When he was 11, Rob Nelson cherished the 1959 Bazooka baseball card of legendary White Sox second baseman Nellie Fox, which featured his hero gripping a thick-handled bat and packing a big wad of tobacco behind his left cheek.
"I was called 'Nellie' too so I always wanted to stuff my mouth with bubble gum as a kid so I could look like the real Nellie," said Nelson, 69, who grew up a Mets fan in Long Island, N.Y.
That boyhood desire never left Nelson, the inventor of Big League Chew who hatched a plan one night sitting next to Jim Bouton in the bullpen of the Portland Mavericks.
It was 1977, and Bouton was trying to make a comeback on the independent-league team after Major League Baseball blackballed the All-Star pitcher due to his tell-all book "Ball Four." One of Bouton's teammates was Nelson, a crafty left-hander whose circuitous path to Portland weaved through community college and Cornell University, where the Ivy Leaguer enjoyed one good season.
As their Mavericks teammates spit tobacco, Bouton asked Nelson if he ever tried the stuff. Nelson did once, playing in South Africa, and became so sick he couldn't pitch batting practice. Their discussion veered toward Nelson's healthier alternative.

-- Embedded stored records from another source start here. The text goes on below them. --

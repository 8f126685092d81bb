// SPDX-License-Identifier: AGPL-3.0-or-later
//
// Copyright (C) 2026 Relational Network

//! CSRF `state`/`nonce` generation and the cookies that carry them.
//!
//! Both values live only in the browser between the start and callback
//! steps. Nothing is stored server-side, so either step can be served by
//! any replica.

use axum::http::{header::COOKIE, HeaderMap};
use base64ct::{Base64UrlUnpadded, Encoding};
use ring::rand::{SecureRandom, SystemRandom};
use subtle::ConstantTimeEq;

use super::AuthError;

/// Cookie carrying the `state` value.
pub const STATE_COOKIE: &str = "state";

/// Cookie carrying the `nonce` value.
pub const NONCE_COOKIE: &str = "nonce";

/// Path the CSRF cookies are scoped to.
pub const CSRF_COOKIE_PATH: &str = "/auth";

/// Default random bytes per value (22 base64url characters).
pub const DEFAULT_CSRF_BYTES: usize = 16;

/// Default cookie lifetime in seconds (1 hour).
pub const DEFAULT_CSRF_MAX_AGE: i64 = 3600;

/// A `state`/`nonce` pair for one in-flight authorization flow.
#[derive(Debug, Clone, PartialEq, Eq)]
pub struct CsrfPair {
    pub state: String,
    pub nonce: String,
}

/// Generates opaque random strings from the OS CSPRNG.
#[derive(Clone)]
pub struct CsrfGenerator {
    rng: SystemRandom,
    byte_len: usize,
}

impl Default for CsrfGenerator {
    fn default() -> Self {
        Self::new(DEFAULT_CSRF_BYTES)
    }
}

impl CsrfGenerator {
    pub fn new(byte_len: usize) -> Self {
        Self {
            rng: SystemRandom::new(),
            byte_len,
        }
    }

    /// Random base64url (unpadded) string of the configured byte length.
    pub fn random_string(&self) -> Result<String, AuthError> {
        let mut buf = vec![0u8; self.byte_len];
        self.rng
            .fill(&mut buf)
            .map_err(|_| AuthError::Internal("system random source failed".to_string()))?;
        Ok(Base64UrlUnpadded::encode_string(&buf))
    }

    /// Fresh pair for a new flow.
    pub fn pair(&self) -> Result<CsrfPair, AuthError> {
        Ok(CsrfPair {
            state: self.random_string()?,
            nonce: self.random_string()?,
        })
    }
}

/// Byte-equality that does not short-circuit on the first differing byte.
///
/// Length mismatch is rejected outright; lengths of these values are public.
pub fn values_match(expected: &str, actual: &str) -> bool {
    expected.as_bytes().ct_eq(actual.as_bytes()).into()
}

/// `Set-Cookie` value for a CSRF cookie.
pub fn csrf_cookie(name: &str, value: &str, max_age: i64, secure: bool) -> String {
    let secure_flag = if secure { "; Secure" } else { "" };
    format!(
        "{name}={value}; Path={CSRF_COOKIE_PATH}; Max-Age={max_age}; HttpOnly{secure_flag}; SameSite=Lax"
    )
}

/// `Set-Cookie` value that expires a CSRF cookie immediately.
pub fn expired_csrf_cookie(name: &str, secure: bool) -> String {
    csrf_cookie(name, "", 0, secure)
}

/// Read a cookie value from every `Cookie` header on the request.
///
/// A present but empty cookie yields `Some("")`.
pub fn read_cookie(headers: &HeaderMap, name: &str) -> Option<String> {
    headers
        .get_all(COOKIE)
        .iter()
        .filter_map(|value| value.to_str().ok())
        .flat_map(|header| header.split(';'))
        .filter_map(|pair| pair.trim().split_once('='))
        .find(|(key, _)| *key == name)
        .map(|(_, value)| value.trim().to_string())
}
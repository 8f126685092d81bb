// SPDX-License-Identifier: AGPL-3.0-or-later
//
// Copyright (C) 2026 Relational Network

//! Greeting endpoints and the current-session endpoint.

use axum::Json;
use serde::Serialize;
use utoipa::ToSchema;

use crate::auth::{Auth, AuthenticatedIdentity};

/// Simple message response.
#[derive(Debug, Serialize, ToSchema)]
pub struct MessageResponse {
    pub message: String,
}

/// Response for GET /protected/me
#[derive(Debug, Serialize, ToSchema)]
pub struct SessionResponse {
    /// Session subject (e-mail address)
    pub subject: String,
    /// Session expiry (Unix timestamp)
    pub expires_at: i64,
}

impl From<AuthenticatedIdentity> for SessionResponse {
    fn from(identity: AuthenticatedIdentity) -> Self {
        Self {
            subject: identity.subject,
            expires_at: identity.expires_at,
        }
    }
}

/// Public greeting.
#[utoipa::path(
    get,
    path = "/hello",
    tag = "Greeting",
    responses((status = 200, description = "Greeting", body = MessageResponse))
)]
pub async fn hello() -> Json<MessageResponse> {
    Json(MessageResponse {
        message: "Hello, welcome!".to_string(),
    })
}

/// Greeting that requires a session token.
#[utoipa::path(
    get,
    path = "/protected/hello",
    tag = "Greeting",
    security(("bearer" = [])),
    responses(
        (status = 200, description = "Greeting", body = MessageResponse),
        (status = 401, description = "Unauthorized - invalid or missing token"),
    )
)]
pub async fn protected_hello(Auth(identity): Auth) -> Json<MessageResponse> {
    tracing::debug!(subject = %identity.subject, "protected hello");
    Json(MessageResponse {
        message: "Hello, welcome!".to_string(),
    })
}

/// The session behind the presented token.
#[utoipa::path(
    get,
    path = "/protected/me",
    tag = "Greeting",
    security(("bearer" = [])),
    responses(
        (status = 200, description = "Current session", body = SessionResponse),
        (status = 401, description = "Unauthorized - invalid or missing token"),
    )
)]
pub async fn current_session(Auth(identity): Auth) -> Json<SessionResponse> {
    Json(identity.into())
}
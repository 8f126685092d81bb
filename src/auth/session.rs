// SPDX-License-Identifier: AGPL-3.0-or-later
//
// Copyright (C) 2026 Relational Network

//! Session tokens issued by this service.
//!
//! Tokens are compact JWS signed with a server-held HMAC secret. Parsing only
//! accepts the HMAC family, so a token re-signed with an asymmetric or `none`
//! algorithm header is rejected before its claims are looked at.

use std::fmt;

use chrono::{DateTime, Duration, Utc};
use jsonwebtoken::{decode, encode, errors::ErrorKind, Algorithm, DecodingKey, EncodingKey, Header, Validation};
use serde::Deserialize;
use serde_json::Value;

use super::{AuthError, SessionClaims};

/// Default session lifetime (24 hours).
pub const DEFAULT_SESSION_TTL: Duration = Duration::hours(24);

/// Default issuer label.
pub const DEFAULT_SESSION_ISSUER: &str = "relational-auth";

/// Algorithm used for minting.
const SIGNING_ALGORITHM: Algorithm = Algorithm::HS256;

/// Algorithms accepted when parsing.
const ACCEPTED_ALGORITHMS: [Algorithm; 3] = [Algorithm::HS256, Algorithm::HS384, Algorithm::HS512];

/// Claims as they come off the wire, before `sub` is checked.
#[derive(Debug, Deserialize)]
struct RawSessionClaims {
    #[serde(default)]
    sub: Option<Value>,
    iss: String,
    #[serde(default)]
    iat: i64,
    exp: i64,
}

/// Mints and parses session tokens.
#[derive(Clone)]
pub struct SessionTokenService {
    encoding_key: EncodingKey,
    decoding_key: DecodingKey,
    issuer: String,
    ttl: Duration,
}

impl fmt::Debug for SessionTokenService {
    fn fmt(&self, f: &mut fmt::Formatter<'_>) -> fmt::Result {
        f.debug_struct("SessionTokenService")
            .field("issuer", &self.issuer)
            .field("ttl", &self.ttl)
            .finish_non_exhaustive()
    }
}

impl SessionTokenService {
    pub fn new(secret: &[u8], issuer: impl Into<String>) -> Self {
        Self {
            encoding_key: EncodingKey::from_secret(secret),
            decoding_key: DecodingKey::from_secret(secret),
            issuer: issuer.into(),
            ttl: DEFAULT_SESSION_TTL,
        }
    }

    /// Override the session lifetime.
    pub fn with_ttl(mut self, ttl: Duration) -> Self {
        self.ttl = ttl;
        self
    }

    pub fn ttl(&self) -> Duration {
        self.ttl
    }

    /// Mint a token for `subject`, valid from now for the configured lifetime.
    pub fn mint(&self, subject: &str) -> Result<String, AuthError> {
        self.mint_at(subject, Utc::now())
    }

    /// Mint a token as if the clock read `issued_at`.
    pub fn mint_at(&self, subject: &str, issued_at: DateTime<Utc>) -> Result<String, AuthError> {
        if subject.is_empty() {
            return Err(AuthError::ClaimMissing);
        }

        let claims = SessionClaims {
            sub: subject.to_string(),
            iss: self.issuer.clone(),
            iat: issued_at.timestamp(),
            exp: (issued_at + self.ttl).timestamp(),
        };

        encode(&Header::new(SIGNING_ALGORITHM), &claims, &self.encoding_key)
            .map_err(|e| AuthError::Internal(format!("failed to sign session token: {e}")))
    }

    /// Verify a token and return its claims.
    pub fn parse(&self, token: &str) -> Result<SessionClaims, AuthError> {
        let mut validation = Validation::new(SIGNING_ALGORITHM);
        validation.algorithms = ACCEPTED_ALGORITHMS.to_vec();
        validation.leeway = 0;
        validation.validate_aud = false;
        validation.set_issuer(&[&self.issuer]);
        validation.set_required_spec_claims(&["exp", "iss"]);

        let data = decode::<RawSessionClaims>(token, &self.decoding_key, &validation).map_err(
            |e| match e.kind() {
                ErrorKind::ExpiredSignature => AuthError::TokenExpired,
                _ => AuthError::TokenInvalid,
            },
        )?;

        let raw = data.claims;
        let sub = raw
            .sub
            .as_ref()
            .and_then(Value::as_str)
            .filter(|s| !s.is_empty())
            .ok_or(AuthError::ClaimMissing)?;

        Ok(SessionClaims {
            sub: sub.to_string(),
            iss: raw.iss,
            iat: raw.iat,
            exp: raw.exp,
        })
    }
}
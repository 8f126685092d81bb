// SPDX-License-Identifier: AGPL-3.0-or-later
//
// Copyright (C) 2026 Relational Network

use std::{net::SocketAddr, time::Duration};

use axum_server::{tls_rustls::RustlsConfig, Handle};
use relational_auth_server::{
    api::router,
    config::{AppConfig, LogFormat},
    state::AppState,
};
use tracing_subscriber::EnvFilter;

const SHUTDOWN_GRACE: Duration = Duration::from_secs(10);

fn init_tracing(format: LogFormat) {
    let filter =
        EnvFilter::try_from_default_env().unwrap_or_else(|_| EnvFilter::new("info,tower_http=debug"));
    let builder = tracing_subscriber::fmt().with_env_filter(filter);
    match format {
        LogFormat::Json => builder.json().init(),
        LogFormat::Pretty => builder.init(),
    }
}

async fn shutdown_signal(handle: Handle<SocketAddr>) {
    if let Err(e) = tokio::signal::ctrl_c().await {
        tracing::error!(error = %e, "Failed to listen for shutdown signal");
        return;
    }
    tracing::info!("Shutdown signal received, draining connections");
    handle.graceful_shutdown(Some(SHUTDOWN_GRACE));
}

#[tokio::main]
async fn main() {
    let config = match AppConfig::from_env() {
        Ok(config) => config,
        Err(e) => {
            init_tracing(LogFormat::Pretty);
            tracing::error!(error = %e, "Invalid configuration");
            std::process::exit(1);
        }
    };
    init_tracing(config.log_format);
    tracing::debug!(config = ?config, "Configuration loaded");

    let state = AppState::from_config(&config).expect("Failed to build application state");
    state.registry.warm_up().await;
    let app = router(state);

    let addr: SocketAddr = config.addr().parse().expect("Failed to parse bind address");

    let handle: Handle<SocketAddr> = Handle::new();
    tokio::spawn(shutdown_signal(handle.clone()));

    match &config.tls {
        Some(tls) => {
            // Install the ring crypto provider for rustls (must be done before any TLS operations)
            rustls::crypto::ring::default_provider()
                .install_default()
                .expect("Failed to install rustls crypto provider");

            let tls_config = RustlsConfig::from_pem_file(&tls.cert, &tls.key)
                .await
                .expect("Failed to load TLS certificate and key");

            tracing::info!(%addr, "Relational Auth listening on https (docs at /docs)");
            axum_server::bind_rustls(addr, tls_config)
                .handle(handle)
                .serve(app.into_make_service())
                .await
                .expect("HTTPS server failed");
        }
        None => {
            tracing::info!(%addr, "Relational Auth listening on http (docs at /docs)");
            axum_server::bind(addr)
                .handle(handle)
                .serve(app.into_make_service())
                .await
                .expect("HTTP server failed");
        }
    }
}
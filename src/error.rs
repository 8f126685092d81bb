// SPDX-License-Identifier: AGPL-3.0-or-later
//
// Copyright (C) 2026 Relational Network

use axum::{
    http::StatusCode,
    response::{IntoResponse, Response},
    Json,
};
use serde::Serialize;

/// Generic API error for failures outside the authentication flow.
#[derive(Debug)]
pub struct ApiError {
    pub status: StatusCode,
    pub message: String,
}

#[derive(Serialize)]
struct ErrorBody {
    error: String,
}

impl ApiError {
    pub fn new(status: StatusCode, message: impl Into<String>) -> Self {
        Self {
            status,
            message: message.into(),
        }
    }

    pub fn not_found(message: impl Into<String>) -> Self {
        Self::new(StatusCode::NOT_FOUND, message)
    }
}

impl IntoResponse for ApiError {
    fn into_response(self) -> Response {
        let body = Json(ErrorBody {
            error: self.message,
        });
        (self.status, body).into_response()
    }
}
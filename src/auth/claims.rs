// SPDX-License-Identifier: AGPL-3.0-or-later
//
// Copyright (C) 2026 Relational Network

//! Token claims and the authenticated identity handed to handlers.

use serde::{Deserialize, Serialize};
use serde_json::{Map, Value};
use utoipa::ToSchema;

/// Identity-token claim used as the session subject.
///
/// The provider's `sub` is opaque and provider-specific; the e-mail address
/// is what downstream authorization keys on.
pub const SUBJECT_CLAIM: &str = "email";

/// Claims carried by a session token issued by this service.
#[derive(Debug, Clone, PartialEq, Eq, Serialize, Deserialize)]
pub struct SessionClaims {
    /// Subject (canonical user identifier)
    pub sub: String,
    /// Issuer label of this service
    pub iss: String,
    /// Issued at (Unix seconds)
    pub iat: i64,
    /// Expiration (Unix seconds)
    pub exp: i64,
}

/// A verified identity token from an external provider.
///
/// Only produced by [`IdentityTokenVerifier`](super::IdentityTokenVerifier),
/// so holding one means signature, issuer, audience and expiry all passed.
#[derive(Debug, Clone)]
pub struct IdentityAssertion {
    /// Nonce echoed by the provider
    pub nonce: Option<String>,
    /// All claims as decoded
    pub claims: Map<String, Value>,
}

impl IdentityAssertion {
    pub fn from_claims(claims: Map<String, Value>) -> Self {
        let nonce = claims.get("nonce").and_then(Value::as_str).map(str::to_string);
        Self { nonce, claims }
    }

    /// Non-empty string claim by name.
    pub fn string_claim(&self, name: &str) -> Option<&str> {
        self.claims
            .get(name)
            .and_then(Value::as_str)
            .filter(|v| !v.is_empty())
    }
}

/// Identity attached to a request after session token validation.
#[derive(Debug, Clone, PartialEq, Eq, Serialize, Deserialize, ToSchema)]
pub struct AuthenticatedIdentity {
    /// Session subject (e-mail address)
    pub subject: String,

    /// Token expiration (Unix timestamp)
    pub expires_at: i64,
}

impl AuthenticatedIdentity {
    pub fn from_claims(claims: SessionClaims) -> Self {
        Self {
            subject: claims.sub,
            expires_at: claims.exp,
        }
    }
}

#[cfg(test)]
mod tests {
    use super::*;
    use serde_json::json;

    fn claims(value: Value) -> Map<String, Value> {
        value.as_object().cloned().unwrap()
    }

    #[test]
    fn assertion_extracts_nonce_and_email() {
        let assertion = IdentityAssertion::from_claims(claims(json!({
            "sub": "117730572023847612345",
            "nonce": "n-1",
            "email": "user@example.com",
        })));
        assert_eq!(assertion.nonce.as_deref(), Some("n-1"));
        assert_eq!(assertion.string_claim(SUBJECT_CLAIM), Some("user@example.com"));
    }

    #[test]
    fn non_string_claims_are_ignored() {
        let assertion = IdentityAssertion::from_claims(claims(json!({
            "nonce": 42,
            "email": "",
        })));
        assert!(assertion.nonce.is_none());
        assert!(assertion.string_claim(SUBJECT_CLAIM).is_none());
    }

    #[test]
    fn identity_from_session_claims() {
        let identity = AuthenticatedIdentity::from_claims(SessionClaims {
            sub: "user@example.com".to_string(),
            iss: "relational-auth".to_string(),
            iat: 1_700_000_000,
            exp: 1_700_086_400,
        });
        assert_eq!(identity.subject, "user@example.com");
        assert_eq!(identity.expires_at, 1_700_086_400);
    }
}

Earlier that season, Nelson had noticed the Mavericks batboy reaching into a pouch and putting a wad of black stuff in his mouth. The boy explained it was licorice he had ripped into pieces to mimic the major leaguers who chewed tobacco.
A light bulb went off.
"So when I started talking to Bouton about it, I mentioned I had this idea to shred bubble gum so we could look like cool guys chewing but not be ill," said Nelson, in Chicago for the Sweets and Snacks Expo. "Jim said, 'I love that idea, Rob. I can sell that idea.' His next question was, 'What would you call it?' I pulled the name out of the air. I said, 'I don't know, Big League Chew?' "
Big League Chew is the stringy pink gum packed into a pouch that tastes like adolescence and smells like so many summers at the ballpark. It only takes a whiff of the sugary aroma fresh out of the package to kick off a nostalgia tour for every wannabe major leaguer who grew up in the 1980s.
Bouton put up the first $10,000 investment to get the business up and running. Nelson ordered a do-it-yourself gum-making kit, which he used to concoct an experimental batch of brownish maple- and root beer-flavored gum in his kitchen.
"But I was a philosophy major and didn't think that kids weren't going to chew brown gum," Nelson said.
By the time Bouton flew to Chicago to meet with executives from Amurol Products in Naperville, a subsidiary of Wrigley Company, they had refined the product enough to test it. An Amurol official dropped off about 20 pouches at a 7-Eleven before a lunch meeting. They sold in 10 minutes.
Big League Chew's first year, 1980, generated $18 million in sales. Nearly four decades and more than 800 million pouches later, Nelson still marvels at the success of the product now produced by Ford Gum in upstate New York.
"I remember my parents asked me after I opened the first pouch, 'What does it smell like?' " Nelson said. "I said, 'It smells like fun.' My dad used to say it was lightning in a pouch. I'm a lucky guy."
Nelson's charmed baseball life culminated last year when the Baseball Hall of Fame announced a three-year licensing partnership with Big League Chew. Baseball took Nelson, who pitched into his 50s in the British National League as his gum business grew, from Australia to South Africa but nothing topped Cooperstown, N.Y., for the married father of three.
Not even a trip to Chicago, where he met former White Sox owner Bill Veeck. Veeck shares a birthday — Feb. 9 — so Nelson wrote a letter around 1975 hoping to meet the innovator during a visit. Veeck's return note included a number for Nelson to call when he arrived.
"So I called and the voice says, 'Hello, White Sox,' " Nelson said. "I asked for Bill Veeck. He says, 'Speaking.' Who does that? He took time to talk to me during a doubleheader. A man of the people."
The same term has been used to describe Nelson, most at ease interacting with the curious public at candy conventions in his self-described role as the "Willy Wonka of bubble gum."
"I think people like the fact this is an authentic baseball story," Nelson said.
To think his unlikely tale took a fortuitous turn in 1975 when Nelson saw an announcement in The Sporting News for a tryout with the Mavericks, owned by former actor Bing Russell — Kurt's father. Nelson still chuckles recalling how he initially got cut but talked Russell into letting him stay to run a baseball day camp for youths. That persistence eventually led to a roster spot — and a fateful seat in the bullpen next to Bouton that eventually created one of the sport's most unique brands, a staple of a pastime.
"Everybody has a Big League Chew story, whether it's a bartender, the guy at Hertz or a waitress," Nelson said. "Nobody's ever said I hit a home run with two outs in the ninth inning because of Big League Chew. But it produces these memories of an innocent time in people's lives. It brings people back."
A wistful smile covered Nelson's face.
"I think the best part," he said, "is it never changes."